Der Wind peitschte über den Holmenkollen, als Philipp Raimund sich umdrehte und in den Aufzug stieg. Kein Sprung. Kein Protestschrei. Nur vier Worte: „Ich mach den Scheiß nicht.“ Mit diesem Satz zündete der Olympiasieger eine Debatte, die weit über Oslo hinausreicht.

Die kalkulation hinter dem boykott

50 Starter standen am Hang, 49 setzten sich ab. Raimund sah die Böen, die seine Teamkollegen wie Spielzeuge durch die Luft wirbelten, und rechnete schneller als alle Computer der FIS-Jury. „Ich hab an meine Freundin gedacht“, sagt er – kein Romantik-Klischee, sondern nüchterne Risikoabwägung. Seine Saison ist gelaufen, die Kristallkugel gehört Domen Prevc, der Titel gesichert. Was also riskieren?

Die Antwort lieferte Sekunden später Felix Hoffmann: Nur ein Fünkchen Fehlwind, und der DSV-Adler hätte sich im Schneegestöber überschlagen. Die Bilder gingen um die Welt, die Trainer erstarrten. Andreas Widhölzl schimpfte im ORF: „Die Jury drückt mit Gewalt einen Durchgang durch, und auf die Sicherheit scheißt sie ein bissl.“

Die jury zuckt mit den schultern

Die jury zuckt mit den schultern

FIS-Sprungchef Sandro Pertile sieht das anders. Man habe „gute Leute“ in der Jury, sagt er, und wisse um die „schlechte Front“ über der Schanze. Konsequenz: keine. Stattdessen wird der Spielball weitergereicht. Der Trainer winkt, der Athlet springt, passiert was, ist er selber schuld. Ein sauberer Pass der Verantwortung, perfekt trainiert.

Dabei ist die Mechanik brutalklar: Wer runtergeht, gilt als Feigling. Wer runterspringt, riskiert Knochenbruch. Die meisten wählen Variante zwei, weil der Vertrag mit dem Weltcup eben kein Knäuel Papier, sondern ein Fragebogen zur beruflichen Selbstaufgabe ist.

Die silberlinge der eskalation

Die silberlinge der eskalation

Raimunds Aufzugfahrt könnte sich als Wendepunkt erweisen. Schon 2013 hatten Gregor Schlierenzauer und Anders Bardal in Klingenthal den Daumen nach unten gezeigt – vergeblich. Zehn Jahre später schlägt derselbe Wind stärker gegen die FIS-Fassade. Bundestrainer Stefan Horngacher gibt’s zu: „Für einen Sportler ist es schwerer, runterzugehen als runterzuspringen.“ Endlich sagt’s jemand laut.

Die Athleten haben ein Werkzeug gefunden: soziale Medien. Die Clips von Hoffmanns Kunstflug und Raimunds Flucht gingen viral, die Kommentarsektionen füllten sich mit Zorn. Sponsoren mögen keine Bilder von gebrochenen Helden. Druck entsteht, und Druck verändert Reglemente schneller als jedes Gremium.

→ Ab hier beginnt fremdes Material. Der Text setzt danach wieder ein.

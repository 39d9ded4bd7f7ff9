//! The shared phrase grammar.
//!
//! Both the compiler and the diagnostics engine recognize conditions,
//! outcomes, and schedule entries through this module, so the two
//! pipelines can never drift on what counts as well-formed.
//!
//! Natural-language comparison phrases are matched case-insensitively
//! and longest-phrase-first ("is no more than" must win over the bare
//! "is"). Errors carry a reason plus a character span relative to the
//! trimmed input phrase so diagnostics can highlight exact substrings.

use rust_decimal::Decimal;
use std::str::FromStr;

use crate::ast::{ConditionNode, GroupKind, Operand, Operator, Outcome, Period};

/// Words that cannot be used as variable names: boolean and logical
/// vocabulary, comparison-phrase words, and period keywords.
pub const RESERVED_WORDS: &[&str] = &[
    "and", "or", "not", "between", "is", "true", "false", "yes", "no", "eligible", "less",
    "greater", "more", "than", "least", "most", "equal", "to", "per", "fortnight", "week", "month",
    "year",
];

/// Natural-language operator table, ordered longest-phrase-first.
const PHRASE_OPS: &[(&str, Operator)] = &[
    ("is not equal to", Operator::Ne),
    ("is no more than", Operator::Le),
    ("is no less than", Operator::Ge),
    ("is greater than", Operator::Gt),
    ("is less than", Operator::Lt),
    ("is more than", Operator::Gt),
    ("is equal to", Operator::Eq),
    ("is at least", Operator::Ge),
    ("is at most", Operator::Le),
    ("is not", Operator::Ne),
    ("is", Operator::Eq),
];

const SYMBOL_OPS: &[(&str, Operator)] = &[
    ("==", Operator::Eq),
    ("!=", Operator::Ne),
    ("<=", Operator::Le),
    (">=", Operator::Ge),
    ("<", Operator::Lt),
    (">", Operator::Gt),
];

/// A recognized condition line.
#[derive(Debug, Clone, PartialEq)]
pub enum Phrase {
    Condition(ConditionNode),
    /// `any/all/none of these are true:` or `... the following:` --
    /// subsequent list items become the group's children.
    GroupOpen(GroupKind),
}

/// Why a phrase failed to parse, for diagnostics.
#[derive(Debug, Clone, PartialEq)]
pub enum PhraseReason {
    Empty,
    MissingOperator,
    BadBetween,
    UnbalancedQuotes,
    BadVariable(String),
    BadOperand(String),
    NotScheduleEntry,
    BadAmount(String),
}

/// A phrase parse failure with a character span relative to the trimmed
/// input phrase.
#[derive(Debug, Clone, PartialEq)]
pub struct PhraseError {
    pub reason: PhraseReason,
    pub start: usize,
    pub end: usize,
}

impl PhraseError {
    fn new(reason: PhraseReason, start: usize, end: usize) -> Self {
        PhraseError { reason, start, end }
    }

    /// Shift the span right, for errors reported from a sub-phrase.
    fn offset(mut self, by: usize) -> Self {
        self.start += by;
        self.end += by;
        self
    }
}

// ──────────────────────────────────────────────
// Identifier and literal helpers
// ──────────────────────────────────────────────

/// Letters, digits, underscore; not starting with a digit; not reserved.
pub fn is_valid_identifier(name: &str) -> bool {
    let mut chars = name.chars();
    match chars.next() {
        Some(c) if c.is_ascii_alphabetic() || c == '_' => {}
        _ => return false,
    }
    if !chars.all(|c| c.is_ascii_alphanumeric() || c == '_') {
        return false;
    }
    !RESERVED_WORDS.contains(&ascii_lower(name).as_str())
}

/// Lower-case identifier derived from free text: whitespace becomes `_`,
/// other non-alphanumeric characters are dropped.
pub fn slug(name: &str) -> String {
    let mut words = Vec::new();
    for word in name.split_whitespace() {
        let cleaned: String = word
            .chars()
            .filter(|c| c.is_ascii_alphanumeric() || *c == '_')
            .map(|c| c.to_ascii_lowercase())
            .collect();
        if !cleaned.is_empty() {
            words.push(cleaned);
        }
    }
    words.join("_")
}

/// Parse a numeric literal: optional leading `$`, thousands separators
/// (`,` or `_`) removed.
pub fn parse_number(token: &str) -> Option<Decimal> {
    let t = token.strip_prefix('$').unwrap_or(token);
    if t.is_empty() || !t.chars().all(|c| c.is_ascii_digit() || c == ',' || c == '_' || c == '.') {
        return None;
    }
    let cleaned: String = t.chars().filter(|c| *c != ',' && *c != '_').collect();
    Decimal::from_str(&cleaned).ok()
}

/// ASCII-only lowering; byte length is preserved so byte indices into the
/// original and lowered strings line up.
fn ascii_lower(s: &str) -> String {
    s.chars().map(|c| c.to_ascii_lowercase()).collect()
}

/// Character column of a byte index.
fn char_col(s: &str, byte_idx: usize) -> usize {
    s[..byte_idx].chars().count()
}

/// Byte index of `word` (one or more space-separated words) appearing at
/// word boundaries in `lower`.
fn find_word(lower: &str, word: &str) -> Option<usize> {
    let padded = format!(" {} ", lower);
    let target = format!(" {} ", word);
    padded.find(&target)
}

/// Tokens of `s` with their byte positions.
fn tokens_with_pos(s: &str) -> Vec<(usize, &str)> {
    let mut out = Vec::new();
    let mut rest = s;
    let mut base = 0usize;
    loop {
        let trimmed = rest.trim_start();
        base += rest.len() - trimmed.len();
        if trimmed.is_empty() {
            break;
        }
        let end = trimmed
            .find(char::is_whitespace)
            .unwrap_or(trimmed.len());
        out.push((base, &trimmed[..end]));
        base += end;
        rest = &trimmed[end..];
    }
    out
}

// ──────────────────────────────────────────────
// Conditions
// ──────────────────────────────────────────────

/// Parse one condition phrase (the part after `When`/`Given`/`And`/`Or`
/// or a `- ` list marker) into the shared condition model.
pub fn parse_condition(text: &str) -> Result<Phrase, PhraseError> {
    let phrase = text.trim();
    let total = phrase.chars().count();
    if phrase.is_empty() {
        return Err(PhraseError::new(PhraseReason::Empty, 0, 0));
    }
    let lower = ascii_lower(phrase);

    if let Some(kind) = group_opener(&lower) {
        return Ok(Phrase::GroupOpen(kind));
    }

    let quotes = phrase.chars().filter(|c| *c == '"' || *c == '\'').count();
    if quotes % 2 != 0 {
        return Err(PhraseError::new(PhraseReason::UnbalancedQuotes, 0, total));
    }

    // Unary negation sugar: `not X` is a NONE group over one child.
    if lower.starts_with("not ") {
        let rest = &phrase[4..];
        let lead = rest.len() - rest.trim_start().len();
        let base = char_col(phrase, 4 + lead);
        return match parse_condition(rest) {
            Ok(Phrase::Condition(node)) => Ok(Phrase::Condition(ConditionNode::Group {
                kind: GroupKind::NoneOf,
                children: vec![node],
            })),
            Ok(Phrase::GroupOpen(_)) => {
                Err(PhraseError::new(PhraseReason::MissingOperator, 0, total))
            }
            Err(e) => Err(e.offset(base)),
        };
    }

    if find_word(&lower, "between").is_some() {
        return parse_between(phrase, &lower).map(Phrase::Condition);
    }

    if let Some((start, len, op)) = find_operator(&lower) {
        let left_raw = &phrase[..start];
        let left = left_raw.trim();
        if left.split_whitespace().count() != 1 || !is_valid_identifier(left) {
            let end = char_col(phrase, start - (left_raw.len() - left_raw.trim_end().len()));
            return Err(PhraseError::new(
                PhraseReason::BadVariable(left.to_owned()),
                0,
                end,
            ));
        }
        let right_raw = &phrase[start + len..];
        let lead = right_raw.len() - right_raw.trim_start().len();
        let right = right_raw.trim();
        let right_base = char_col(phrase, start + len + lead);
        let operand = parse_operand(right, right_base, total)?;
        return Ok(Phrase::Condition(ConditionNode::Comparison {
            variable: left.to_owned(),
            op,
            operand,
        }));
    }

    // Operator-less: a bare identifier is an implicit-truthiness flag.
    if phrase.split_whitespace().count() == 1 && is_valid_identifier(phrase) {
        return Ok(Phrase::Condition(ConditionNode::Flag {
            variable: phrase.to_owned(),
        }));
    }

    Err(PhraseError::new(PhraseReason::MissingOperator, 0, total))
}

fn group_opener(lower: &str) -> Option<GroupKind> {
    if !(lower.ends_with("these are true:") || lower.ends_with("the following:")) {
        return None;
    }
    if lower.contains("any of") {
        Some(GroupKind::Any)
    } else if lower.contains("none of") {
        Some(GroupKind::NoneOf)
    } else {
        Some(GroupKind::All)
    }
}

fn find_operator(lower: &str) -> Option<(usize, usize, Operator)> {
    for (phrase, op) in PHRASE_OPS {
        if let Some(i) = find_word(lower, phrase) {
            return Some((i, phrase.len(), *op));
        }
    }
    for (sym, op) in SYMBOL_OPS {
        if let Some(i) = lower.find(sym) {
            return Some((i, sym.len(), *op));
        }
    }
    None
}

/// `VAR between LOW and HIGH`, inclusive both ends. Exactly one variable
/// is permitted before `between`; the bounds must both be numbers. This
/// deliberately rejects the two-variable forms the original handled by
/// silently rewriting the second name.
fn parse_between(phrase: &str, lower: &str) -> Result<ConditionNode, PhraseError> {
    let word_start = find_word(lower, "between").unwrap_or(0);
    let span = (
        char_col(phrase, word_start),
        char_col(phrase, word_start) + "between".len(),
    );
    let bad = || PhraseError::new(PhraseReason::BadBetween, span.0, span.1);

    let toks: Vec<&str> = phrase.split_whitespace().collect();
    let idx = toks
        .iter()
        .position(|t| t.eq_ignore_ascii_case("between"))
        .ok_or_else(bad)?;
    if idx != 1 || toks.len() != idx + 4 || !toks[idx + 2].eq_ignore_ascii_case("and") {
        return Err(bad());
    }
    let variable = toks[0];
    if !is_valid_identifier(variable) {
        return Err(PhraseError::new(
            PhraseReason::BadVariable(variable.to_owned()),
            0,
            variable.chars().count(),
        ));
    }
    let low = parse_number(toks[idx + 1]).ok_or_else(bad)?;
    let high = parse_number(toks[idx + 3]).ok_or_else(bad)?;
    Ok(ConditionNode::Range {
        variable: variable.to_owned(),
        low,
        high,
    })
}

fn parse_operand(right: &str, base: usize, total: usize) -> Result<Operand, PhraseError> {
    let err = |s: &str| PhraseError::new(PhraseReason::BadOperand(s.to_owned()), base, total);
    if right.is_empty() {
        return Err(err(right));
    }
    for quote in ['"', '\''] {
        if right.len() >= 2 && right.starts_with(quote) && right.ends_with(quote) {
            return Ok(Operand::Str(right[1..right.len() - 1].to_owned()));
        }
    }
    match ascii_lower(right).as_str() {
        "true" | "yes" | "eligible" => return Ok(Operand::Bool(true)),
        "false" | "no" => return Ok(Operand::Bool(false)),
        _ => {}
    }
    let first = right.chars().next().unwrap_or(' ');
    if first == '$' || first.is_ascii_digit() {
        return parse_number(right).map(Operand::Number).ok_or_else(|| err(right));
    }
    if is_valid_identifier(right) {
        return Ok(Operand::Ident(right.to_owned()));
    }
    Err(err(right))
}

Der preis der freiwilligkeit

Raimund wird in der nächsten Saison wieder auf der Schanze stehen – ein paar Tausend Punkte ärmer, denn die FIS straft Selbstschutz mit Startverbot und Geldstrafe. Er zuckt mit den Schultern: „Ich bin freiwillig hier, will Spaß haben.“ Diese Freiwilligkeit ist sein Privileg, aber auch sein Pulverfass. Denn wenn ein Olympiasieger erklärt, dass er „dieses Jahr schon alles erreicht“ hat, was bleibt denen, die noch um Preisgeld und Verträge kämpfen?

Die Antwort wird auf der Toni-Seelos-Schanze fallen, wenn die Weltcup-Karawane weiterzieht. Vielleicht folgt dann der nächste Aufzug, vielleicht knickt die Jury ein und verschiebt den Wettkampf. Bis dahin bleibt nur ein Trost: Wer sich weigert, springt nicht – und landet trotzdem aufrecht.